Now Twitter is taking measure of its developer outreach, announcing a unified API platform and increased transparency through a public development road map. Developer advocate Andy Piper laid out the landscape in a blog post:

We’re excited to announce that we’ll be unifying our API platform to make it easier for developers to build new applications that can smoothly scale as they grow. We’re also launching new APIs and endpoints that enable developers to build on the unique attributes of Twitter to create better experiences for businesses. Developers can see where we’re focusing and what we’re building with our newly-published API platform roadmap.

Twitter values developers because they can help serve new use cases and spark innovation, Piper wrote. He cited examples such as the U.S. Geological Service's use of Twitter data for earthquake tracking, and LikeFolio's consumer service for stock investors.

Of course, the broader intent—as with any developer outreach effort—is to help grow Twitter's center of gravity, user base and ultimately revenue.
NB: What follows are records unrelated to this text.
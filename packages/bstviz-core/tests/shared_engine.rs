use std::thread;

use bstviz_core::{BstEngine, Request, Response, SharedEngine, TraversalKind};

#[test]
fn concurrent_inserts_are_serialized() {
    let shared = SharedEngine::new(BstEngine::default());
    let handles: Vec<_> = (0..4)
        .map(|worker| {
            let shared = shared.clone();
            thread::spawn(move || {
                for i in 0..50 {
                    shared.insert(worker * 1000 + i).unwrap();
                }
            })
        })
        .collect();
    for handle in handles {
        handle.join().unwrap();
    }

    assert_eq!(shared.snapshot().size, 200);
    let inorder = shared.traversal(TraversalKind::Inorder);
    assert!(inorder.windows(2).all(|w| w[0] < w[1]));
    shared.with(|engine| engine.tree().validate_invariants()).unwrap();
}

#[test]
fn each_response_carries_its_own_steps() {
    let shared = SharedEngine::new(BstEngine::default());
    let handles: Vec<_> = (0..8)
        .map(|value| {
            let shared = shared.clone();
            thread::spawn(move || shared.execute(Request::Insert(value)).unwrap())
        })
        .collect();
    for handle in handles {
        let Response::Operation(outcome) = handle.join().unwrap() else {
            panic!("insert should answer with an operation outcome");
        };
        assert!(outcome.success);
        // every trace ends in exactly one structural insert for the value it was issued for
        let last = outcome.operation_steps.last().unwrap();
        assert!(last.action().starts_with("insert_"));
        assert!(outcome
            .operation_steps
            .iter()
            .all(|step| step.value() == last.value()));
    }
    assert_eq!(shared.snapshot().size, 8);
}

#[test]
fn concurrent_mixed_workload_keeps_invariants() {
    let shared = SharedEngine::new(BstEngine::default());
    for v in 0..100 {
        shared.insert(v).unwrap();
    }
    let deleters: Vec<_> = (0..2)
        .map(|parity| {
            let shared = shared.clone();
            thread::spawn(move || {
                for v in (parity..100).step_by(4) {
                    shared.delete(v).unwrap();
                }
            })
        })
        .collect();
    let searcher = {
        let shared = shared.clone();
        thread::spawn(move || {
            for v in 0..100 {
                shared.search(v).unwrap();
            }
        })
    };
    for handle in deleters {
        handle.join().unwrap();
    }
    searcher.join().unwrap();

    assert_eq!(shared.snapshot().size, 50);
    shared.with(|engine| engine.tree().validate_invariants()).unwrap();
}
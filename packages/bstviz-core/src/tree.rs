use std::collections::{HashSet, VecDeque};

use crate::error::{Error, Result};
use crate::ids::{Link, NodeId, Side, Value};

#[derive(Clone, Debug)]
struct NodeState {
    value: Value,
    left: Option<NodeId>,
    right: Option<NodeId>,
}

impl NodeState {
    fn leaf(value: Value) -> Self {
        Self {
            value,
            left: None,
            right: None,
        }
    }

    fn child_mut(&mut self, side: Side) -> &mut Option<NodeId> {
        match side {
            Side::Left => &mut self.left,
            Side::Right => &mut self.right,
        }
    }
}

/// Copy of a single node's fields, detached from the store.
#[derive(Clone, Copy, Debug, PartialEq, Eq)]
pub struct NodeView {
    pub id: NodeId,
    pub value: Value,
    pub left: Option<NodeId>,
    pub right: Option<NodeId>,
}

impl NodeView {
    pub fn child(&self, side: Side) -> Option<NodeId> {
        match side {
            Side::Left => self.left,
            Side::Right => self.right,
        }
    }

    pub fn is_leaf(&self) -> bool {
        self.left.is_none() && self.right.is_none()
    }
}

/// Arena-backed binary search tree storage.
///
/// Nodes live in a slot vector and refer to their children by `NodeId`. Every live node is
/// reachable from the root through exactly one parent link; the store never keeps back-pointers.
/// The ordering invariant is maintained by the operation engine, not by these primitives.
#[derive(Clone, Debug, Default)]
pub struct TreeStore {
    slots: Vec<Option<NodeState>>,
    free: Vec<NodeId>,
    root: Option<NodeId>,
    len: usize,
}

impl TreeStore {
    pub fn new() -> Self {
        Self::default()
    }

    pub fn root(&self) -> Option<NodeId> {
        self.root
    }

    pub fn root_node(&self) -> Option<NodeView> {
        self.root.and_then(|id| self.node(id))
    }

    pub fn node(&self, id: NodeId) -> Option<NodeView> {
        self.slots
            .get(id.index())
            .and_then(|slot| slot.as_ref())
            .map(|state| NodeView {
                id,
                value: state.value,
                left: state.left,
                right: state.right,
            })
    }

    /// Like [`TreeStore::node`], but a dangling id is reported as corruption.
    pub fn expect_node(&self, id: NodeId) -> Result<NodeView> {
        self.node(id)
            .ok_or_else(|| Error::InconsistentState(format!("dangling node id {}", id.0)))
    }

    pub fn value(&self, id: NodeId) -> Option<Value> {
        self.node(id).map(|n| n.value)
    }

    /// Number of nodes in the tree.
    pub fn size(&self) -> usize {
        self.len
    }

    pub fn is_empty(&self) -> bool {
        self.root.is_none()
    }

    /// Edge count of the longest root-to-leaf path. The empty tree has height -1.
    pub fn height(&self) -> i64 {
        let mut height = -1;
        let mut level: Vec<NodeId> = self.root.into_iter().collect();
        while !level.is_empty() {
            height += 1;
            level = level
                .iter()
                .filter_map(|id| self.node(*id))
                .flat_map(|n| [n.left, n.right])
                .flatten()
                .collect();
        }
        height
    }

    /// Node currently held at `link`, if any.
    pub fn subtree_at(&self, link: Link) -> Option<NodeView> {
        let id = match link {
            Link::Root => self.root,
            Link::Child(parent, side) => self.node(parent).and_then(|p| p.child(side)),
        }?;
        self.node(id)
    }

    /// Discard the current contents and make `value` the only node.
    pub fn set_root(&mut self, value: Value) -> NodeId {
        self.clear();
        let id = self.alloc(value);
        self.root = Some(id);
        id
    }

    /// Create a new leaf under `parent` on `side`. The link must be empty.
    pub fn attach(&mut self, parent: NodeId, side: Side, value: Value) -> Result<NodeId> {
        match self.node(parent) {
            None => {
                return Err(Error::InconsistentState(format!(
                    "attach under missing node {}",
                    parent.0
                )))
            }
            Some(p) if p.child(side).is_some() => {
                return Err(Error::InconsistentState(format!(
                    "{side:?} link of node {} is occupied",
                    p.value
                )))
            }
            Some(_) => {}
        }
        let id = self.alloc(value);
        if let Some(state) = self.state_mut(parent) {
            *state.child_mut(side) = Some(id);
        }
        Ok(id)
    }

    /// Point `link` at `subtree`, returning whatever it held before.
    ///
    /// The previous subtree is detached but not freed; callers either re-link it or release the
    /// nodes with [`TreeStore::remove`].
    pub fn replace_at(&mut self, link: Link, subtree: Option<NodeId>) -> Result<Option<NodeId>> {
        match link {
            Link::Root => Ok(std::mem::replace(&mut self.root, subtree)),
            Link::Child(parent, side) => match self.state_mut(parent) {
                Some(state) => Ok(std::mem::replace(state.child_mut(side), subtree)),
                None => Err(Error::InconsistentState(format!(
                    "replace under missing node {}",
                    parent.0
                ))),
            },
        }
    }

    pub fn set_value(&mut self, id: NodeId, value: Value) -> Result<()> {
        match self.state_mut(id) {
            Some(state) => {
                state.value = value;
                Ok(())
            }
            None => Err(Error::InconsistentState(format!(
                "set value on missing node {}",
                id.0
            ))),
        }
    }

    /// Release a node slot that has already been unlinked from the tree.
    pub fn remove(&mut self, id: NodeId) -> Result<Value> {
        let state = self
            .slots
            .get_mut(id.index())
            .and_then(Option::take)
            .ok_or_else(|| Error::InconsistentState(format!("remove of missing node {}", id.0)))?;
        self.free.push(id);
        self.len -= 1;
        Ok(state.value)
    }

    pub fn clear(&mut self) {
        self.slots.clear();
        self.free.clear();
        self.root = None;
        self.len = 0;
    }

    /// Validate invariants: strict BST ordering, every live slot reachable exactly once from the
    /// root, and a size counter that matches. Intended for tests and debugging.
    pub fn validate_invariants(&self) -> Result<()> {
        let mut seen = HashSet::new();
        let mut queue = VecDeque::new();
        if let Some(root) = self.root {
            queue.push_back((root, None::<Value>, None::<Value>));
        }
        while let Some((id, low, high)) = queue.pop_front() {
            if !seen.insert(id) {
                return Err(Error::InconsistentState(format!(
                    "node {} reachable more than once",
                    id.0
                )));
            }
            let node = self.expect_node(id)?;
            if low.is_some_and(|l| node.value <= l) || high.is_some_and(|h| node.value >= h) {
                return Err(Error::InconsistentState(format!(
                    "value {} violates ordering bounds",
                    node.value
                )));
            }
            if let Some(left) = node.left {
                queue.push_back((left, low, Some(node.value)));
            }
            if let Some(right) = node.right {
                queue.push_back((right, Some(node.value), high));
            }
        }

        let live = self.slots.iter().filter(|s| s.is_some()).count();
        if seen.len() != self.len || live != self.len {
            return Err(Error::InconsistentState(format!(
                "size {} but {} reachable and {} live nodes",
                self.len,
                seen.len(),
                live
            )));
        }
        Ok(())
    }

    fn alloc(&mut self, value: Value) -> NodeId {
        self.len += 1;
        if let Some(id) = self.free.pop() {
            self.slots[id.index()] = Some(NodeState::leaf(value));
            return id;
        }
        let id = NodeId(self.slots.len() as u32);
        self.slots.push(Some(NodeState::leaf(value)));
        id
    }

    fn state_mut(&mut self, id: NodeId) -> Option<&mut NodeState> {
        self.slots.get_mut(id.index()).and_then(|slot| slot.as_mut())
    }
}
What Twitter has lacked, but wants to remedy now, is an API set and strategy that's clear, stable and relevant to developers at all ends of the spectrum, from startups to large enterprises. Piper walked through some examples of the new normal:

Since 2006, we’ve had a set of broadly available REST and real-time (streaming) APIs that provide access to a range of features and functions. In 2014, we acquired Gnip, a partner who built a suite of enterprise-grade APIs for the world’s largest and most demanding software companies to create solutions with Twitter data. The Gnip APIs provide deeper access to public data from the Firehose and greater functionality than the standard REST and streaming APIs, but have a price point that is often out of range for developers just starting to scale their businesses. As we’ve met and listened to developers at events around the world and in our developer discussion forums, we’ve heard that this can be a source of frustration.

This year, Twitter will roll out a new developer experience that combines its REST and streaming APIs "with the enterprise-grade power and reliability of Gnip," Piper wrote. "The goal is to create an integrated Twitter API platform that serves everyone, from an individual developer testing a new idea to Twitter’s largest enterprise partners."

Developers will enjoy a streamlined API experience; rather than having to shift among multiple APIs as their projects scale up, there will be a single tool for a given task, such as filtering data from Twitter's Firehose. There will be tiered access, from free at the low end to paid self-service and enterprise grade, Piper wrote.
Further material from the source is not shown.